After the Italian Armistice in September 1943 the commandant of Camp PG 49, Colonel Eugenio Vicedomini, warned that German forces were approaching and told prisoners to leave; the inmates then dispersed into the countryside.[6] Colonel Eugenio Vicedomini was sent to a German concentration camp for opening the gates of the camp. [7]
The prisoners dispersed into the countryside ahead of approaching German forces, many heading either south towards Allied lines or north towards Switzerland; local civilians provided food, shelter and clothing.

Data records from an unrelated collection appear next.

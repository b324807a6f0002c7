//! Rename pairing: matching a removed name against an added name that has
//! the exact same kind and normalized signature.
//!
//! Built the way the teacher's symbol-diffing builds its other lookup
//! tables — index once by a derived key, then walk one side against the
//! index rather than an O(n*m) nested scan.

use std::collections::HashMap;

use crate::types::{ExportedSymbol, SymbolKind};

/// `(kind, signature) -> names carrying that shape`, built from one side of
/// a comparison.
pub struct SignatureIndex<'a> {
    by_shape: HashMap<(SymbolKind, &'a str), Vec<&'a str>>,
}

impl<'a> SignatureIndex<'a> {
    pub fn build(symbols: impl IntoIterator<Item = &'a ExportedSymbol>) -> Self {
        let mut by_shape: HashMap<(SymbolKind, &'a str), Vec<&'a str>> = HashMap::new();
        for symbol in symbols {
            by_shape
                .entry((symbol.kind, symbol.signature.as_str()))
                .or_default()
                .push(symbol.name.as_str());
        }
        Self { by_shape }
    }

    /// The name(s) on the indexed side sharing `symbol`'s kind and
    /// signature. A rename is only reported when exactly one candidate
    /// exists on each side under the same (kind, signature) key — ambiguity
    /// between two equally-shaped renamed symbols is left as a plain
    /// add/remove pair rather than guessed at.
    pub fn candidates(&self, symbol: &ExportedSymbol) -> &[&'a str] {
        self.by_shape
            .get(&(symbol.kind, symbol.signature.as_str()))
            .map(|v| v.as_slice())
            .unwrap_or(&[])
    }
}

/// Find an unambiguous rename pair for `removed_name` among `added`,
/// consulting both the removed-side and added-side indices so a shape
/// shared by more than one symbol on either side is correctly treated as
/// ambiguous rather than renamed.
pub fn find_rename<'a>(
    removed_symbol: &ExportedSymbol,
    removed_index: &SignatureIndex<'_>,
    added_index: &SignatureIndex<'a>,
) -> Option<&'a str> {
    let removed_candidates = removed_index.candidates(removed_symbol);
    if removed_candidates.len() != 1 {
        return None;
    }
    let added_candidates = added_index.candidates(removed_symbol);
    if added_candidates.len() == 1 {
        Some(added_candidates[0])
    } else {
        None
    }
}

#[cfg(test)]
mod tests {
    use super::*;
    use crate::types::ExportedSymbol;

    fn sym(name: &str, sig: &str) -> ExportedSymbol {
        ExportedSymbol::new(name, SymbolKind::Function, sig)
    }

    #[test]
    fn unambiguous_shape_match_is_a_rename() {
        let old = vec![sym("oldName", "(arg0: string) => void")];
        let new = vec![sym("newName", "(arg0: string) => void")];
        let old_index = SignatureIndex::build(&old);
        let new_index = SignatureIndex::build(&new);
        assert_eq!(find_rename(&old[0], &old_index, &new_index), Some("newName"));
    }

    #[test]
    fn shape_shared_by_two_added_symbols_is_not_a_rename() {
        let old = vec![sym("oldName", "(arg0: string) => void")];
        let new = vec![
            sym("a", "(arg0: string) => void"),
            sym("b", "(arg0: string) => void"),
        ];
        let old_index = SignatureIndex::build(&old);
        let new_index = SignatureIndex::build(&new);
        assert_eq!(find_rename(&old[0], &old_index, &new_index), None);
    }

    #[test]
    fn shape_shared_by_two_removed_symbols_is_not_a_rename() {
        let old = vec![
            sym("a", "(arg0: string) => void"),
            sym("b", "(arg0: string) => void"),
        ];
        let new = vec![sym("c", "(arg0: string) => void")];
        let old_index = SignatureIndex::build(&old);
        let new_index = SignatureIndex::build(&new);
        assert_eq!(find_rename(&old[0], &old_index, &new_index), None);
        assert_eq!(find_rename(&old[1], &old_index, &new_index), None);
    }

    #[test]
    fn different_kind_is_never_a_rename_candidate() {
        let old_fn = ExportedSymbol::new("f", SymbolKind::Function, "{x: string}");
        let new_iface = ExportedSymbol::new("g", SymbolKind::Interface, "{x: string}");
        let old_index = SignatureIndex::build(std::iter::once(&old_fn));
        let new_index = SignatureIndex::build(std::iter::once(&new_iface));
        assert_eq!(find_rename(&old_fn, &old_index, &new_index), None);
    }
}
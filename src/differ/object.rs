//! Member-level optionality comparison for interface and object-literal
//! shapes (spec §4.3: "Interface/object property optionality changes").
//!
//! Width subtyping makes a required-to-optional flip on an existing
//! member invisible to [`super::subtype::Comparison::classify`] in one
//! direction (an object missing an optional property is still assignable
//! to the looser shape) and a real break in the other, so the pair comes
//! back `Widened`/`Narrowed` rather than the dedicated optionality
//! category the spec calls for. This module catches that one case —
//! same member set, only optionality flags differ — before the generic
//! whole-type classification runs.

use crate::parser::type_model::PropertyType;
use crate::types::ChangeCategory;

/// One member whose optionality flag changed between two same-named,
/// same-typed object members.
pub struct OptionalityDelta {
    pub member: String,
    pub category: ChangeCategory,
}

/// `Some` only when `old` and `new` have exactly the same member names and
/// every shared member's optionality is the only thing that changed (type
/// changes, additions, and removals are left for the caller's whole-type
/// widening/narrowing classification).
pub fn pure_optionality_deltas(
    old: &[PropertyType],
    new: &[PropertyType],
) -> Option<Vec<OptionalityDelta>> {
    if old.len() != new.len() {
        return None;
    }

    let mut deltas = Vec::new();
    for old_prop in old {
        let new_prop = new.iter().find(|p| p.name == old_prop.name)?;
        if old_prop.optional && !new_prop.optional {
            deltas.push(OptionalityDelta {
                member: old_prop.name.clone(),
                category: ChangeCategory::OptionalityTightened,
            });
        } else if !old_prop.optional && new_prop.optional {
            deltas.push(OptionalityDelta {
                member: old_prop.name.clone(),
                category: ChangeCategory::OptionalityLoosened,
            });
        }
    }

    if deltas.is_empty() {
        None
    } else {
        Some(deltas)
    }
}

Gibson travelled south with Edward Tomkins and Hugh Cruddas.[6] They were helped by local civilians with food and occasional clothing.[6] In one village, a shopkeeper, on seeing a maternal inscription on Gibson’s watch, refused the watch as payment and supplied food for free.[6] The men moved south from the Po river to Bari, crossing the Apennines and German lines and reaching Allied territory after 81 days.[8][6] They reached Allied lines on the Sangro in the Abruzzi.[6]
Back in Allied hands, he returned to Britain and was seconded to the Special Operations Executive’s Italian section.[1][2][6] In 1944 to 1945, he served in Italy supporting partisan operations, then in 1945 to 1946 worked in the Foreign Office’s Political Intelligence Department.[1][2][6]
Pearson and the Financial Times
After the war, Gibson joined the Pearson family’s Westminster Press group in 1947, toured its provincial papers and became a director in 1948; in time he joined the boards of the Financial Times, The Economist and Pearson plc.[1] He chaired Pearson Longman from 1967 to 1979, chaired Financial Times Ltd from 1975 to 1977, and was group chairman of Pearson plc from 1978 to 1983.[1][2]
As Pearson’s group chairman from 1978, he led the move for the FT to begin printing in Germany; the Frankfurt European edition started on 2 January 1979, the paper’s first overseas print site.[1][9][10]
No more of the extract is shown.